PRESS RELEASE: Murray Engineering now provides comprehensive support for Hard-Line products in Australasia, Africa and the Middle East.
Established by former underground mine heavy equipment mechanic Walter Siggelkow in 1996, Hard-Line has worked with some of the world's top mining companies to deliver safe, reliable equipment control solutions. Today the company has more than 130 employees working mainly across the Americas to support Siggelkow's ‘boots on the ground' approach to developing and supplying advanced control technology.
He commented: "That is partly why we have partnered with Murray Engineering. We prefer to have that direct, local presence and Murray certainly provides that for us now in territories where we have not had it before."

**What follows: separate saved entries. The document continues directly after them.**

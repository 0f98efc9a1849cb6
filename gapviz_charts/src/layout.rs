// Copyright 2026 the Gapviz Authors
// SPDX-License-Identifier: Apache-2.0 OR MIT

//! The fixed margin convention of the chart.
//!
//! The chart surface is a fixed-size canvas; the plot rectangle is the
//! canvas inset by per-side margins that leave room for axis ticks and
//! labels. There is no measure/arrange pass: margins are constants of
//! the design, not derived from text metrics.

use kurbo::Rect;

/// A width/height pair in scene coordinates.
#[derive(Clone, Copy, Debug, Default, PartialEq)]
pub struct Size {
    /// Width in scene coordinate units.
    pub width: f64,
    /// Height in scene coordinate units.
    pub height: f64,
}

impl Size {
    /// Creates a size.
    pub const fn new(width: f64, height: f64) -> Self {
        Self { width, height }
    }
}

/// Per-side margins between the canvas edge and the plot rectangle.
#[derive(Clone, Copy, Debug, PartialEq)]
pub struct Margin {
    /// Top margin.
    pub top: f64,
    /// Right margin.
    pub right: f64,
    /// Bottom margin (largest: the bottom axis labels live here).
    pub bottom: f64,
    /// Left margin.
    pub left: f64,
}

impl Margin {
    /// Creates a margin set.
    pub const fn new(top: f64, right: f64, bottom: f64, left: f64) -> Self {
        Self {
            top,
            right,
            bottom,
            left,
        }
    }

    /// Returns the plot rectangle: the canvas inset by these margins.
    pub fn inset(&self, canvas: Size) -> Rect {
        Rect::new(
            self.left,
            self.top,
            canvas.width - self.right,
            canvas.height - self.bottom,
        )
    }
}

impl Default for Margin {
    /// The chart's margin convention: 30 top/right/left, 50 bottom.
    fn default() -> Self {
        Self::new(30.0, 30.0, 50.0, 30.0)
    }
}

#[cfg(test)]
mod tests {
    extern crate std;

    use super::*;

    #[test]
    fn default_margins_carve_the_expected_plot_rect() {
        let plot = Margin::default().inset(Size::new(700.0, 500.0));
        assert_eq!(plot, Rect::new(30.0, 30.0, 670.0, 450.0));
        assert_eq!(plot.width(), 640.0);
        assert_eq!(plot.height(), 420.0);
    }
}
//! Timeout enforcement.
//!
//! # Responsibilities
//! - Run synchronous dispatch off the async workers
//! - Enforce the per-request deadline
//! - Map timeouts and failed tasks to canonical responses
//!
//! # Design Decisions
//! - Uses Tokio's blocking pool and timeout facilities
//! - A timed-out handler is abandoned, not killed; its result is dropped
//! - Timed-out requests return 504 Gateway Timeout

use std::sync::Arc;
use std::time::Duration;

use crate::http::{Request, Response};
use crate::routing::Dispatcher;

/// Dispatch `request` on the blocking pool, giving up after `deadline`.
pub async fn dispatch_with_deadline(
    dispatcher: Arc<Dispatcher>,
    request: Request,
    deadline: Duration,
) -> Response {
    let path = request.path.clone();
    let task = tokio::task::spawn_blocking(move || dispatcher.dispatch(&request));

    match tokio::time::timeout(deadline, task).await {
        Ok(Ok(response)) => response,
        Ok(Err(e)) => {
            tracing::error!(path = %path, error = %e, "Dispatch task failed");
            Response::internal_error()
        }
        Err(_) => {
            tracing::warn!(path = %path, deadline = ?deadline, "Dispatch deadline exceeded");
            Response::gateway_timeout()
        }
    }
}

#[cfg(test)]
mod tests {
    use super::*;

    fn dispatcher() -> Arc<Dispatcher> {
        let mut builder = Dispatcher::builder();
        builder
            .register("/fast", || Ok::<_, &'static str>(Response::ok([("speed", "fast")])))
            .unwrap();
        builder
            .register("/slow", || {
                std::thread::sleep(Duration::from_millis(500));
                Ok::<_, &'static str>(Response::ok([("speed", "slow")]))
            })
            .unwrap();
        Arc::new(builder.build())
    }

    #[tokio::test]
    async fn fast_handler_completes() {
        let deadline = Duration::from_secs(5);
        let resp = dispatch_with_deadline(dispatcher(), Request::new("/fast"), deadline).await;
        assert_eq!(resp.status, 200);
        assert_eq!(resp.body["speed"], "fast");
    }

    #[tokio::test]
    async fn slow_handler_times_out() {
        let deadline = Duration::from_millis(50);
        let resp = dispatch_with_deadline(dispatcher(), Request::new("/slow"), deadline).await;
        assert_eq!(resp, Response::gateway_timeout());
    }

    #[tokio::test]
    async fn unknown_path_still_404() {
        let deadline = Duration::from_secs(5);
        let resp = dispatch_with_deadline(dispatcher(), Request::new("/nope"), deadline).await;
        assert_eq!(resp.status, 404);
    }
}
//! Session identity and lifecycle tracking.
//!
//! # Responsibilities
//! - Generate unique connection IDs for tracing
//! - Count open sessions
//! - Let shutdown wait for sessions to drain

use std::sync::atomic::{AtomicU64, Ordering};
use std::sync::Arc;
use std::time::Duration;

use tokio::sync::Notify;

/// Global atomic counter for connection IDs.
/// Relaxed ordering is enough: only uniqueness matters.
static CONNECTION_ID_COUNTER: AtomicU64 = AtomicU64::new(1);

/// Unique identifier for a connection.
#[derive(Debug, Clone, Copy, PartialEq, Eq, Hash)]
pub struct ConnectionId(u64);

impl ConnectionId {
    /// Generate a new unique connection ID.
    pub fn new() -> Self {
        Self(CONNECTION_ID_COUNTER.fetch_add(1, Ordering::Relaxed))
    }

    pub fn as_u64(&self) -> u64 {
        self.0
    }
}

impl Default for ConnectionId {
    fn default() -> Self {
        Self::new()
    }
}

impl std::fmt::Display for ConnectionId {
    fn fmt(&self, f: &mut std::fmt::Formatter<'_>) -> std::fmt::Result {
        write!(f, "conn-{}", self.0)
    }
}

/// Tracks open sessions for graceful shutdown.
#[derive(Debug, Clone, Default)]
pub struct ConnectionTracker {
    inner: Arc<TrackerInner>,
}

#[derive(Debug, Default)]
struct TrackerInner {
    active_count: AtomicU64,
    drained: Notify,
}

impl ConnectionTracker {
    pub fn new() -> Self {
        Self::default()
    }

    /// Record a new session. Returns a guard that decrements on drop.
    pub fn track(&self) -> ConnectionGuard {
        self.inner.active_count.fetch_add(1, Ordering::SeqCst);
        ConnectionGuard {
            inner: Arc::clone(&self.inner),
            id: ConnectionId::new(),
        }
    }

    /// Get current active session count.
    pub fn active_count(&self) -> u64 {
        self.inner.active_count.load(Ordering::SeqCst)
    }

    /// Wait until every session has closed, or `timeout` elapses.
    ///
    /// Returns `true` if all sessions drained in time.
    pub async fn wait_for_drain(&self, timeout: Duration) -> bool {
        let drained = async {
            loop {
                let notified = self.inner.drained.notified();
                if self.active_count() == 0 {
                    return;
                }
                notified.await;
            }
        };
        tokio::time::timeout(timeout, drained).await.is_ok()
    }
}

/// Guard that tracks a session's lifetime.
#[derive(Debug)]
pub struct ConnectionGuard {
    inner: Arc<TrackerInner>,
    id: ConnectionId,
}

impl ConnectionGuard {
    pub fn id(&self) -> ConnectionId {
        self.id
    }
}

impl Drop for ConnectionGuard {
    fn drop(&mut self) {
        if self.inner.active_count.fetch_sub(1, Ordering::SeqCst) == 1 {
            self.inner.drained.notify_waiters();
        }
        tracing::trace!(connection_id = %self.id, "Connection closed");
    }
}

Murray Engineering has a nationwide presence in Australia and recently established an offshore base in Mongolia. Through its connection with Byrnecut, it has provided services in Africa and Europe. As one of the leading underground mining contractors in the large Australian hard-rock market, and also in sub-Saharan Africa and other parts of the world, Byrnecut has been at the forefront of applying modern remote control and teleremote control systems as it continues to set new standards in mine safety and productivity.

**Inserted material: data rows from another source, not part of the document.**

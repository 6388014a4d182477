//! Structured logging.
//!
//! # Responsibilities
//! - Initialize the tracing subscriber
//! - Choose JSON or human-readable output
//! - Configure log level from environment or config
//!
//! # Design Decisions
//! - Uses tracing crate for structured logging
//! - JSON format for production, pretty format for development
//! - `RUST_LOG` wins over the configured level

use tracing_subscriber::{fmt, layer::SubscriberExt, util::SubscriberInitExt, EnvFilter};

use crate::config::ObservabilityConfig;

/// Install the global subscriber.
///
/// Safe to call more than once; later calls are no-ops.
pub fn init_logging(config: &ObservabilityConfig) {
    let filter = EnvFilter::try_from_default_env()
        .or_else(|_| EnvFilter::try_new(&config.log_level))
        .unwrap_or_else(|_| EnvFilter::new("info"));

    let json = config.log_json.then(|| fmt::layer().json());
    let pretty = (!config.log_json).then(fmt::layer);

    let _ = tracing_subscriber::registry()
        .with(filter)
        .with(json)
        .with(pretty)
        .try_init();
}
//! TCP listener implementation with backpressure.
//!
//! # Responsibilities
//! - Bind to the configured tunnel address
//! - Accept incoming TCP connections
//! - Enforce max_connections limit via semaphore

use std::net::SocketAddr;
use std::sync::Arc;

use thiserror::Error;
use tokio::net::{TcpListener, TcpStream};
use tokio::sync::{OwnedSemaphorePermit, Semaphore};

/// Error type for listener operations.
#[derive(Debug, Error)]
pub enum ListenerError {
    /// Failed to bind to address.
    #[error("Failed to bind: {0}")]
    Bind(std::io::Error),

    /// Failed to accept connection.
    #[error("Failed to accept: {0}")]
    Accept(std::io::Error),

    /// The connection limiter was closed.
    #[error("Connection limiter closed")]
    Closed,
}

/// A bounded TCP listener that limits concurrent connections.
///
/// Uses a semaphore to enforce `max_connections`. When the limit is reached,
/// new connections wait until a slot becomes available.
pub struct Listener {
    inner: TcpListener,
    connection_limit: Arc<Semaphore>,
    max_connections: usize,
}

impl Listener {
    /// Bind to `bind_address` with connection limits.
    pub async fn bind(bind_address: &str, max_connections: usize) -> Result<Self, ListenerError> {
        let addr: SocketAddr = bind_address.parse().map_err(|e| {
            ListenerError::Bind(std::io::Error::new(std::io::ErrorKind::InvalidInput, e))
        })?;

        let listener = TcpListener::bind(addr).await.map_err(ListenerError::Bind)?;
        Ok(Self::from_tcp(listener, max_connections))
    }

    /// Wrap an already-bound listener.
    pub fn from_tcp(listener: TcpListener, max_connections: usize) -> Self {
        if let Ok(local_addr) = listener.local_addr() {
            tracing::info!(
                address = %local_addr,
                max_connections,
                "Tunnel listener bound"
            );
        }

        Self {
            inner: listener,
            connection_limit: Arc::new(Semaphore::new(max_connections)),
            max_connections,
        }
    }

    /// Accept a new connection, respecting the connection limit.
    ///
    /// Waits while the limit is reached. The returned permit must be held
    /// for the connection's lifetime.
    pub async fn accept(&self) -> Result<(TcpStream, SocketAddr, ConnectionPermit), ListenerError> {
        let permit = self
            .connection_limit
            .clone()
            .acquire_owned()
            .await
            .map_err(|_| ListenerError::Closed)?;

        let (stream, addr) = self.inner.accept().await.map_err(ListenerError::Accept)?;

        tracing::debug!(
            peer_addr = %addr,
            available_permits = self.connection_limit.available_permits(),
            "Connection accepted"
        );

        Ok((stream, addr, ConnectionPermit { _permit: permit }))
    }

    pub fn local_addr(&self) -> Result<SocketAddr, std::io::Error> {
        self.inner.local_addr()
    }

    /// Get current available connection slots.
    pub fn available_permits(&self) -> usize {
        self.connection_limit.available_permits()
    }

    pub fn max_connections(&self) -> usize {
        self.max_connections
    }
}

/// A permit representing a connection slot.
///
/// Dropping it releases the slot, even if the session task panics.
#[derive(Debug)]
pub struct ConnectionPermit {
    _permit: OwnedSemaphorePermit,
}

#[cfg(test)]
mod tests {
    use super::*;
    use std::time::Duration;

    #[tokio::test]
    async fn permits_released_on_drop() {
        let listener = Listener::bind("127.0.0.1:0", 2).await.unwrap();
        let addr = listener.local_addr().unwrap();

        let _c1 = TcpStream::connect(addr).await.unwrap();
        let (_s1, _, permit) = listener.accept().await.unwrap();
        assert_eq!(listener.available_permits(), 1);

        drop(permit);
        assert_eq!(listener.available_permits(), 2);
        assert_eq!(listener.max_connections(), 2);
    }

    #[tokio::test]
    async fn excess_connections_wait_for_a_free_slot() {
        let listener = Listener::bind("127.0.0.1:0", 1).await.unwrap();
        let addr = listener.local_addr().unwrap();

        let _c1 = TcpStream::connect(addr).await.unwrap();
        let (_s1, _, permit) = listener.accept().await.unwrap();

        let _c2 = TcpStream::connect(addr).await.unwrap();
        let blocked = tokio::time::timeout(Duration::from_millis(100), listener.accept()).await;
        assert!(blocked.is_err());
        assert_eq!(listener.available_permits(), 0);

        drop(permit);
        let (_s2, _, _permit) = tokio::time::timeout(Duration::from_secs(5), listener.accept())
            .await
            .unwrap()
            .unwrap();
        assert_eq!(listener.available_permits(), 0);
    }

    #[tokio::test]
    async fn rejects_unparseable_address() {
        let err = Listener::bind("nowhere", 1).await.err().unwrap();
        assert!(matches!(err, ListenerError::Bind(_)));
    }
}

Craig Lindsay-Rae, managing director at Murray Engineering, said that the development and application of technology is a laudable milestone achieved by many companies, but few sustain their leadership through good support. "With automation being applied to our systems across many continents and the successful operations of the mines being dependent on this technology, the support from the technology developer is paramount," he explained. "Our technology partner clearly differentiates in this area, providing at-the-face engineering. It is refreshing to work with a partner who recognises that the application of technology is not homogeneous and has adapted programs according to different geographical locations."
Hard-Line has sustained a strong focus on hardware and software R&D to build its technology advantage. It has completed automation, tele-operation and radio remote control projects involving drills, trucks, rock breakers, LHDs, dozers, trains and a range of utility and specialised machines. Siggelkow noted: "Hard-Line's flexibility has always been a differentiator. We are the manufacturer of the technology; we do all the design, software development and R&D. It gives us the ability to customise the technology to suit our customer's specific needs, and production goals. We train their people to optimist the use of the technology, to increase throughput, safely and efficiently, and increase asset utilisation.

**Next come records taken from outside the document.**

//! HTTP server setup and configuration.
//!
//! # Responsibilities
//! - Create Axum Router that sends every path to the dispatcher
//! - Wire up middleware (request ID, tracing)
//! - Bind server to listener
//! - Convert between HTTP and relay request/response values

use std::sync::Arc;
use std::time::{Duration, Instant};

use axum::{
    extract::State,
    http::HeaderName,
    response::IntoResponse,
    Router,
};
use tokio::net::TcpListener;
use tokio::sync::broadcast;
use tower::ServiceBuilder;
use tower_http::{
    request_id::{MakeRequestUuid, PropagateRequestIdLayer, SetRequestIdLayer},
    trace::TraceLayer,
};

use crate::config::{HttpConfig, TimeoutConfig};
use crate::http::request::{BodyError, Request, X_REQUEST_ID};
use crate::http::response::Response;
use crate::observability::metrics;
use crate::resilience::dispatch_with_deadline;
use crate::routing::Dispatcher;

/// Application state injected into handlers.
#[derive(Clone)]
pub struct AppState {
    pub dispatcher: Arc<Dispatcher>,
    pub max_body_bytes: usize,
    pub request_timeout: Duration,
}

/// HTTP front end for the dispatcher.
pub struct HttpServer {
    router: Router,
}

impl HttpServer {
    /// Create a new HTTP server with the given configuration.
    pub fn new(
        config: &HttpConfig,
        timeouts: &TimeoutConfig,
        dispatcher: Arc<Dispatcher>,
    ) -> Self {
        let state = AppState {
            dispatcher,
            max_body_bytes: config.max_body_bytes,
            request_timeout: Duration::from_secs(timeouts.request_secs),
        };

        Self {
            router: Self::build_router(state),
        }
    }

    /// Build the Axum router with all middleware layers.
    ///
    /// The body limit is enforced while buffering in the handler, so every
    /// oversized request gets the same JSON 413.
    fn build_router(state: AppState) -> Router {
        let x_request_id = HeaderName::from_static(X_REQUEST_ID);

        Router::new()
            .fallback(dispatch_handler)
            .layer(
                ServiceBuilder::new()
                    .layer(SetRequestIdLayer::new(x_request_id.clone(), MakeRequestUuid))
                    .layer(TraceLayer::new_for_http())
                    .layer(PropagateRequestIdLayer::new(x_request_id)),
            )
            .with_state(state)
    }

    /// The configured Axum router, for embedding or in-process testing.
    pub fn router(&self) -> Router {
        self.router.clone()
    }

    /// Serve until `shutdown` fires.
    pub async fn run(
        self,
        listener: TcpListener,
        mut shutdown: broadcast::Receiver<()>,
    ) -> Result<(), std::io::Error> {
        let addr = listener.local_addr()?;
        tracing::info!(address = %addr, "HTTP server starting");

        axum::serve(listener, self.router)
            .with_graceful_shutdown(async move {
                let _ = shutdown.recv().await;
                tracing::info!("HTTP server shutting down");
            })
            .await?;

        tracing::info!("HTTP server stopped");
        Ok(())
    }
}

/// Catch-all handler: every method and path goes to the dispatcher.
async fn dispatch_handler(
    State(state): State<AppState>,
    request: axum::extract::Request,
) -> impl IntoResponse {
    let start = Instant::now();

    let request = match Request::from_http(request, state.max_body_bytes).await {
        Ok(request) => request,
        Err(e) => {
            tracing::warn!(error = %e, "Failed to read request body");
            let response = match e {
                BodyError::TooLarge { .. } => Response::payload_too_large(),
                BodyError::Read(_) => Response::bad_request(),
            };
            metrics::record_dispatch(metrics::TRANSPORT_HTTP, response.status, start);
            return response;
        }
    };

    tracing::debug!(
        request_id = request.request_id().unwrap_or("unknown"),
        method = %request.method,
        path = %request.path,
        "Dispatching HTTP request"
    );

    let response = dispatch_with_deadline(state.dispatcher, request, state.request_timeout).await;
    metrics::record_dispatch(metrics::TRANSPORT_HTTP, response.status, start);
    response
}

#[cfg(test)]
mod tests {
    use super::*;
    use axum::body::Body;
    use axum::http::{header, Request as HttpRequest, StatusCode};
    use tower::ServiceExt;

    fn server() -> HttpServer {
        let mut builder = Dispatcher::builder();
        builder
            .register("/", || Ok::<_, &'static str>(Response::ok([("message", "hello")])))
            .unwrap();
        builder
            .register("/boom", || Err::<Response, _>("stack trace here"))
            .unwrap();

        let config = HttpConfig {
            max_body_bytes: 32,
            ..HttpConfig::default()
        };
        HttpServer::new(&config, &TimeoutConfig::default(), Arc::new(builder.build()))
    }

    async fn body_bytes(response: axum::response::Response) -> Vec<u8> {
        axum::body::to_bytes(response.into_body(), usize::MAX)
            .await
            .unwrap()
            .to_vec()
    }

    #[tokio::test]
    async fn root_returns_json() {
        let response = server()
            .router()
            .oneshot(HttpRequest::get("/").body(Body::empty()).unwrap())
            .await
            .unwrap();

        assert_eq!(response.status(), StatusCode::OK);
        assert_eq!(response.headers()[header::CONTENT_TYPE], "application/json");
        assert!(response.headers().contains_key(X_REQUEST_ID));
        assert_eq!(body_bytes(response).await, br#"{"message":"hello"}"#);
    }

    #[tokio::test]
    async fn unknown_path_is_empty_404() {
        let response = server()
            .router()
            .oneshot(HttpRequest::get("/missing").body(Body::empty()).unwrap())
            .await
            .unwrap();

        assert_eq!(response.status(), StatusCode::NOT_FOUND);
        assert!(body_bytes(response).await.is_empty());
    }

    #[tokio::test]
    async fn handler_error_is_opaque() {
        let response = server()
            .router()
            .oneshot(HttpRequest::get("/boom").body(Body::empty()).unwrap())
            .await
            .unwrap();

        assert_eq!(response.status(), StatusCode::INTERNAL_SERVER_ERROR);
        let body = String::from_utf8(body_bytes(response).await).unwrap();
        assert!(!body.contains("stack trace"));
    }

    #[tokio::test]
    async fn client_request_id_is_propagated() {
        let response = server()
            .router()
            .oneshot(
                HttpRequest::get("/")
                    .header(X_REQUEST_ID, "req-123")
                    .body(Body::empty())
                    .unwrap(),
            )
            .await
            .unwrap();

        assert_eq!(response.headers()[X_REQUEST_ID], "req-123");
    }

    #[tokio::test]
    async fn oversized_body_rejected() {
        let response = server()
            .router()
            .oneshot(
                HttpRequest::post("/")
                    .header(header::CONTENT_LENGTH, "64")
                    .body(Body::from(vec![b'x'; 64]))
                    .unwrap(),
            )
            .await
            .unwrap();

        assert_eq!(response.status(), StatusCode::PAYLOAD_TOO_LARGE);
        assert_eq!(body_bytes(response).await, br#"{"error":"Payload Too Large"}"#);
    }

    #[tokio::test]
    async fn oversized_chunked_body_gets_same_413() {
        let chunks: Vec<Result<Vec<u8>, std::io::Error>> =
            vec![Ok(vec![b'x'; 20]), Ok(vec![b'y'; 20])];
        let response = server()
            .router()
            .oneshot(
                HttpRequest::post("/")
                    .body(Body::from_stream(futures_util::stream::iter(chunks)))
                    .unwrap(),
            )
            .await
            .unwrap();

        assert_eq!(response.status(), StatusCode::PAYLOAD_TOO_LARGE);
        assert_eq!(body_bytes(response).await, br#"{"error":"Payload Too Large"}"#);
    }

    #[tokio::test]
    async fn broken_body_is_bad_request() {
        let chunks: Vec<Result<Vec<u8>, std::io::Error>> = vec![
            Ok(b"par".to_vec()),
            Err(std::io::Error::new(std::io::ErrorKind::ConnectionReset, "reset")),
        ];
        let response = server()
            .router()
            .oneshot(
                HttpRequest::post("/")
                    .body(Body::from_stream(futures_util::stream::iter(chunks)))
                    .unwrap(),
            )
            .await
            .unwrap();

        assert_eq!(response.status(), StatusCode::BAD_REQUEST);
        assert_eq!(body_bytes(response).await, br#"{"error":"Bad Request"}"#);
    }
}
//! Tunnel relay service.
//!
//! # Architecture Overview
//!
//! ```text
//!                      ┌──────────────────────────────────────────────────┐
//!                      │                  TUNNEL RELAY                    │
//!                      │                                                  │
//!   Tunnel session     │  ┌──────────┐   ┌──────────┐                     │
//!   ───────────────────┼─▶│  tunnel  │──▶│  frame   │──┐                  │
//!   (len-prefixed JSON)│  │ listener │   │  codec   │  │  ┌────────────┐  │
//!                      │  └──────────┘   └──────────┘  ├─▶│ resilience │  │
//!   HTTP request       │  ┌──────────┐   ┌──────────┐  │  │  deadline  │  │
//!   ───────────────────┼─▶│   http   │──▶│ request  │──┘  └─────┬──────┘  │
//!                      │  │  server  │   │ convert  │           ▼         │
//!                      │  └──────────┘   └──────────┘    ┌────────────┐   │
//!                      │                                 │ dispatcher │   │
//!   Response           │                                 │ (immutable)│   │
//!   ◀──────────────────┼──── same session / connection ◀─┴────────────┘   │
//!                      │                                                  │
//!                      │  config · observability · lifecycle              │
//!                      └──────────────────────────────────────────────────┘
//! ```

use std::path::PathBuf;
use std::sync::Arc;

use clap::Parser;

use tunnel_relay::config::{self, RelayConfig};
use tunnel_relay::lifecycle::{self, signals, Shutdown};
use tunnel_relay::observability::{self, metrics};
use tunnel_relay::service;

#[derive(Parser)]
#[command(name = "tunnel-relay")]
#[command(about = "Serve the example service over tunnel sessions and HTTP", long_about = None)]
struct Args {
    /// Path to a TOML configuration file.
    #[arg(short, long)]
    config: Option<PathBuf>,

    /// Override the HTTP bind address.
    #[arg(long)]
    http_bind: Option<String>,

    /// Override the tunnel bind address.
    #[arg(long)]
    tunnel_bind: Option<String>,

    /// Emit logs as JSON.
    #[arg(long)]
    log_json: bool,
}

#[tokio::main]
async fn main() -> Result<(), Box<dyn std::error::Error>> {
    let args = Args::parse();

    let mut config = match &args.config {
        Some(path) => config::load_config(path)?,
        None => RelayConfig::default(),
    };
    if let Some(addr) = args.http_bind {
        config.http.bind_address = addr;
    }
    if let Some(addr) = args.tunnel_bind {
        config.tunnel.bind_address = addr;
    }
    if args.log_json {
        config.observability.log_json = true;
    }
    config::validate_config(&config).map_err(config::ConfigError::Validation)?;

    observability::init_logging(&config.observability);
    tracing::info!(version = env!("CARGO_PKG_VERSION"), "tunnel-relay starting");

    tracing::info!(
        http_enabled = config.http.enabled,
        http_bind = %config.http.bind_address,
        tunnel_enabled = config.tunnel.enabled,
        tunnel_bind = %config.tunnel.bind_address,
        max_connections = config.tunnel.max_connections,
        request_timeout_secs = config.timeouts.request_secs,
        "Configuration loaded"
    );

    if config.observability.metrics_enabled {
        match config.observability.metrics_address.parse() {
            Ok(addr) => metrics::init_metrics(addr),
            Err(e) => tracing::error!(
                metrics_address = %config.observability.metrics_address,
                error = %e,
                "Failed to parse metrics address"
            ),
        }
    }

    let dispatcher = Arc::new(service::dispatcher().map_err(lifecycle::StartupError::from)?);
    let listeners = lifecycle::bind(&config).await?;

    let shutdown = Shutdown::new();
    signals::spawn_signal_handler(shutdown.clone());

    lifecycle::serve(&config, listeners, dispatcher, &shutdown).await?;

    tracing::info!("Shutdown complete");
    Ok(())
}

"We have always sought to work as a technology partner with other businesses, to provide them with a reliable product but also participate in the transfer of maintenance, troubleshooting, etc knowledge to their personnel.
"Continuous improvement of the technology has come from face-to-face meetings with end-users to ensure we are able to achieve their results and goals. We certainly understand the importance of the people working around these machines in mining. Our employees have family in the mining industry. We want to keep them safe in all types of industrial operations, not just mining."
George Priest, automation and control manager at Murray Engineering, said that Hard-Line's products are robust, easy to use, and original-equipment agnostic.
Hard-Line's latest Teleop Auto system delivers 2-D and 3-D views, with ‘real-time' operator control achievable when the system is coupled to fibre or standard Wi-Fi communication networks. Priest said that with such networks in place, the Hard-Line system provides autonomous, semi-autonomous and remote operating capabilities.
Priest explained: "It is a non-brand specific, non-machine specific system that delivers maximum operating transparency, and no programmatic restrictions for us as the product support group. Many systems are programmable and restricted; components cannot be different brands. Hard-Line provides a distinct advantage there."
A state-of-the-art 3-D viewing station and optics [link to Hard-Line video] deliver high resolution data and mapping images, with "3-D localisation under all operating conditions", according to Priest. This is optimised with the aid of Hard-Line's 3-D scanning technology.
Siggelkow added that low latency continues to be a problem in underground mine machine control, particularly where the video element is added for tele-operation, and/or semi-autonomous or autonomous operation is in play. "Imagine driving a car and turning the wheel, but the car doesn't move until one or two seconds after the action was taken," he said. "It's noticeable. With our system having almost no operating latency, your eyes don't even notice the delay. With close-to-real-time video feeds and feedback, operations and users can implement short-interval control measures to address issues during the shift, rather than at the end of shift."
Murray Engineering's Lindsay-Rae explained that the company's partner selection process involved thorough due diligence. Hard-Line's investment in cutting-edge 3-D technology as the basis of system control, plus its investment in in-house manufacturing of printed circuit boards, were key elements that made it a standout.
Siggelkow said that Hard-Line has worked with partners, such as Murray Engineering, to ensure its products meet all local regulations and standards. "We are excited about this partnership," he concluded. "The company and its internal R&D team have been collaborating with a range of parties on the next generation of advanced control systems for mining. We will continue to work with the industry and our partners to ensure a safe and productive work environment."